The use of remote sensing technology to acquire large-scale and periodic data for forest resource monitoring has become widespread [1,2]. In particular, remote sensing-based research in forestry is being actively conducted on forest carbon estimation and land-use change prediction with medium resolution satellite images and high resolution images.

The classification of land cover involves pixel-based or segmentation-based supervised classification, unsupervised classification, and object-based classification. Since 2010, land cover classification research has also employed artificial intelligence techniques such as machine learning and deep learning, with the former involving algorithms such as deep learning, support vector machine, and random forest. The image processing using deep learning is largely divided into the classification, localization, and segmentation of images. Classification involves identifying what the image shows, whereas localization focuses on detecting what is in the image and where it is located. Segmentation describes the process of identifying and classifying objects within an image (in units of pixels) in a more precise manner than that afforded by simple detection; this process is divided into semantic segmentation and instance segmentation according to the presence or absence of object separation [3]. Representative deep learning models that employ the semantic segmentation method (e.g., U-Net, DeepLab, FCN, SegNet, and PSPNet) are configured in the form of an encoder-decoder network, which exhibits high performance in the field of land cover classification. Here, an encoder and a decoder are connected as a pair, where the encoder compresses the input data and summarizes the information, and the decoder returns the compressed information passed by the encoder [4,5].

When determining land-use changes for the purpose of calculating national greenhouse gas emissions, it is necessary to employ the statistical calculation methods suggested by the Intergovernmental Panel on Climate Change to ensure a consistent representation of land use. To achieve spatial and temporal consistency, sample-based and wall-to-wall methods can be used. The former calculates the land cover area by sampling at regular intervals, whereas the latter calculates the land cover area in units of space. Park et al. [6] suggested that wall-to-wall methods, such as semantic segmentation, are effective for advanced forest inventory calculation because of their spatial accuracy.

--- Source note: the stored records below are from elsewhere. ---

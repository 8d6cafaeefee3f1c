// Core types: Value, Table, CategorySchema and the per-stage errors
use std::fmt;
use std::hash::{Hash, Hasher};
use std::path::PathBuf;
use thiserror::Error;

#[derive(Debug, Clone)]
pub enum Value {
    Null,
    Integer(i64),
    Real(f64),
    Text(String),
}

// Reals compare by bit pattern so that whole rows can be used as set keys.
impl PartialEq for Value {
    fn eq(&self, other: &Self) -> bool {
        match (self, other) {
            (Value::Null, Value::Null) => true,
            (Value::Integer(a), Value::Integer(b)) => a == b,
            (Value::Real(a), Value::Real(b)) => a.to_bits() == b.to_bits(),
            (Value::Text(a), Value::Text(b)) => a == b,
            _ => false,
        }
    }
}

impl Eq for Value {}

impl Hash for Value {
    fn hash<H: Hasher>(&self, state: &mut H) {
        std::mem::discriminant(self).hash(state);
        match self {
            Value::Null => {}
            Value::Integer(i) => i.hash(state),
            Value::Real(f) => f.to_bits().hash(state),
            Value::Text(s) => s.hash(state),
        }
    }
}

impl fmt::Display for Value {
    fn fmt(&self, f: &mut fmt::Formatter<'_>) -> fmt::Result {
        match self {
            Value::Null => Ok(()),
            Value::Integer(i) => write!(f, "{}", i),
            Value::Real(r) => write!(f, "{}", r),
            Value::Text(s) => f.write_str(s),
        }
    }
}

/// Storage class of a whole column, inferred once from its fields.
#[derive(Debug, Clone, Copy, PartialEq, Eq)]
pub enum ColumnType {
    Integer,
    Real,
    Text,
}

impl ColumnType {
    /// Picks the narrowest type every non-empty field fits into.
    pub fn infer<'a>(fields: impl IntoIterator<Item = &'a str>) -> Self {
        let mut ty = ColumnType::Integer;
        for field in fields.into_iter().filter(|f| !f.is_empty()) {
            let field = field.trim();
            if ty == ColumnType::Integer && field.parse::<i64>().is_err() {
                ty = ColumnType::Real;
            }
            if ty == ColumnType::Real && field.parse::<f64>().is_err() {
                return ColumnType::Text;
            }
        }
        ty
    }

    // Empty fields are always `Null`.
    pub fn parse(self, field: &str) -> Value {
        if field.is_empty() {
            return Value::Null;
        }
        match self {
            ColumnType::Integer => field
                .trim()
                .parse()
                .map(Value::Integer)
                .unwrap_or_else(|_| Value::Text(field.to_string())),
            ColumnType::Real => field
                .trim()
                .parse()
                .map(Value::Real)
                .unwrap_or_else(|_| Value::Text(field.to_string())),
            ColumnType::Text => Value::Text(field.to_string()),
        }
    }

    pub fn sql_name(self) -> &'static str {
        match self {
            ColumnType::Integer => "INTEGER",
            ColumnType::Real => "REAL",
            ColumnType::Text => "TEXT",
        }
    }
}

/// In-memory record set: ordered column names and rows of equal width.
#[derive(Debug, Clone, Default, PartialEq)]
pub struct Table {
    pub columns: Vec<String>,
    pub rows: Vec<Vec<Value>>,
}

impl Table {
    pub fn new(columns: Vec<String>) -> Self {
        Self {
            columns,
            rows: Vec::new(),
        }
    }

    pub fn column_index(&self, name: &str) -> Option<usize> {
        self.columns.iter().position(|c| c == name)
    }

    pub fn len(&self) -> usize {
        self.rows.len()
    }

    pub fn is_empty(&self) -> bool {
        self.rows.is_empty()
    }

    /// Storage class for the column at `index`, judged from the values it holds.
    /// A column with no non-null values is `Text`.
    pub fn column_type(&self, index: usize) -> ColumnType {
        let mut ty = None;
        for value in self.rows.iter().map(|row| &row[index]) {
            ty = match (ty, value) {
                (_, Value::Null) => ty,
                (_, Value::Text(_)) => return ColumnType::Text,
                (None | Some(ColumnType::Integer), Value::Integer(_)) => Some(ColumnType::Integer),
                (_, Value::Integer(_) | Value::Real(_)) => Some(ColumnType::Real),
            };
        }
        ty.unwrap_or(ColumnType::Text)
    }
}

/// Ordered category names decoded from a packed label field.
#[derive(Debug, Clone, Default, PartialEq, Eq)]
pub struct CategorySchema {
    pub names: Vec<String>,
}

impl CategorySchema {
    pub fn len(&self) -> usize {
        self.names.len()
    }

    pub fn position(&self, name: &str) -> Option<usize> {
        self.names.iter().position(|n| n == name)
    }
}

#[derive(Debug, Error)]
pub enum LoadError {
    #[error("cannot read source {}: {source}", .path.display())]
    SourceNotFound {
        path: PathBuf,
        #[source]
        source: csv::Error,
    },
    #[error(
        "source {} line {line}: expected {expected} fields, saw {found}",
        .path.display()
    )]
    RaggedRecord {
        path: PathBuf,
        line: u64,
        expected: usize,
        found: usize,
    },
    #[error("source {source_name} has no `{column}` column")]
    Schema { source_name: String, column: String },
}

#[derive(Debug, Error)]
pub enum NormalizeError {
    #[error("record {row}: malformed category token `{token}`: {reason}")]
    Format {
        row: usize,
        token: String,
        reason: &'static str,
    },
    #[error("schema error: {0}")]
    Schema(String),
}

#[derive(Debug, Error)]
pub enum StorageError {
    #[error("cannot write store {}: {source}", .path.display())]
    StoreWrite {
        path: PathBuf,
        #[source]
        source: rusqlite::Error,
    },
}

#[derive(Debug, Error)]
pub enum PipelineError {
    #[error(transparent)]
    Load(#[from] LoadError),
    #[error(transparent)]
    Normalize(#[from] NormalizeError),
    #[error(transparent)]
    Storage(#[from] StorageError),
}

#[cfg(test)]
mod tests {
    use super::*;

    #[test]
    fn infers_narrowest_column_type() {
        assert_eq!(ColumnType::infer(["1", "", "42"]), ColumnType::Integer);
        assert_eq!(ColumnType::infer(["1", "2.5"]), ColumnType::Real);
        assert_eq!(ColumnType::infer(["1", "flood"]), ColumnType::Text);
        assert_eq!(ColumnType::infer(["", ""]), ColumnType::Integer);
    }

    #[test]
    fn empty_fields_parse_to_null() {
        assert_eq!(ColumnType::Integer.parse(""), Value::Null);
        assert_eq!(ColumnType::Text.parse(""), Value::Null);
        assert_eq!(ColumnType::Integer.parse("7"), Value::Integer(7));
    }

    #[test]
    fn column_type_widens_integer_to_real() {
        let table = Table {
            columns: vec!["a".into(), "b".into(), "c".into()],
            rows: vec![
                vec![Value::Integer(1), Value::Integer(1), Value::Null],
                vec![Value::Null, Value::Real(0.5), Value::Null],
            ],
        };
        assert_eq!(table.column_type(0), ColumnType::Integer);
        assert_eq!(table.column_type(1), ColumnType::Real);
        assert_eq!(table.column_type(2), ColumnType::Text);
    }

    #[test]
    fn reals_hash_and_compare_by_bits() {
        use std::collections::HashSet;
        let mut set = HashSet::new();
        assert!(set.insert(vec![Value::Real(f64::NAN)]));
        assert!(!set.insert(vec![Value::Real(f64::NAN)]));
        assert_ne!(Value::Integer(1), Value::Real(1.0));
    }
}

To ensure high accuracy in CNN models, it is necessary to set optimal hyperparameters. The hyperparameter values must be precisely determined for each dataset. However, previous studies have mainly focused on investigating hyperparameters related to learning processes, except some cases related network architecture of deep learning models. In addition, network architecture search (NAS) was designed as a new network architecture to solve classification problems. Study on NAS is mainly conducted in the field of classification. Application of NAS has been limited in the field of semantic segmentation [7,8,9,10]. In this context, this research aimed to search hyperparameters for constructing an optimal network architecture based on the U-net model and map a land cover map using the optimal model.

2. Materials and Methods

2.1. Study Site

Three cities in three different provinces of South Korea were chosen as the study sites: Chuncheon, Gimcheon, and Suncheon. Chuncheon, Gimcheon, and Suncheon have a population of 285,575, 140,065, and 280,478, respectively [11]. In terms of the distribution of land use by city, based on the sub-divided land cover map (Sd LCM) provided by the Ministry of Environment (2018), forest occupied the largest area of Chuncheon (approximately 73.3% of the total area), followed by grass (approximately 7.8%) and agricultural land (approximately 6.1%). Owing to the abundance of lakes and rivers, water occupied approximately 5.5% of Chuncheon, representing the highest proportion of water among the three cities. In Gimcheon, forest occupied the largest area (approximately 66.0%), followed by agricultural land (approximately 17.2%), and grass (approximately 8.1%); Gimcheon had the highest proportion of agricultural land among the three cities. In Suncheon, forest occupied the largest area (approximately 61.2%), followed by agricultural land (approximately 14.5%), and grass (approximately 13.3%); Suncheon had the highest proportion of grass among the three cities (Table 1).

2.2. Materials

RapidEye images with a spatial resolution of 6.5 m (Chuncheon: 21 May 2018, Gimcheon: 2 August 2018, Suncheon: 22 May 2019) were used as the satellite image data. RapidEye images included the red-edge band as well as four other bands: red, blue, green, and near infrared (NIR), which can be effectively used to acquire data for forestry and crop monitoring [12]. RapidEye images are classified into Level 1B, 3A, and 3B according to the preprocessing level. In this study, we used 3A_Analytic image data (spatial resolution of 5 m), which were corrected with orthographic images according to the following processes: radiation correction, sensor correction, and geometric correction.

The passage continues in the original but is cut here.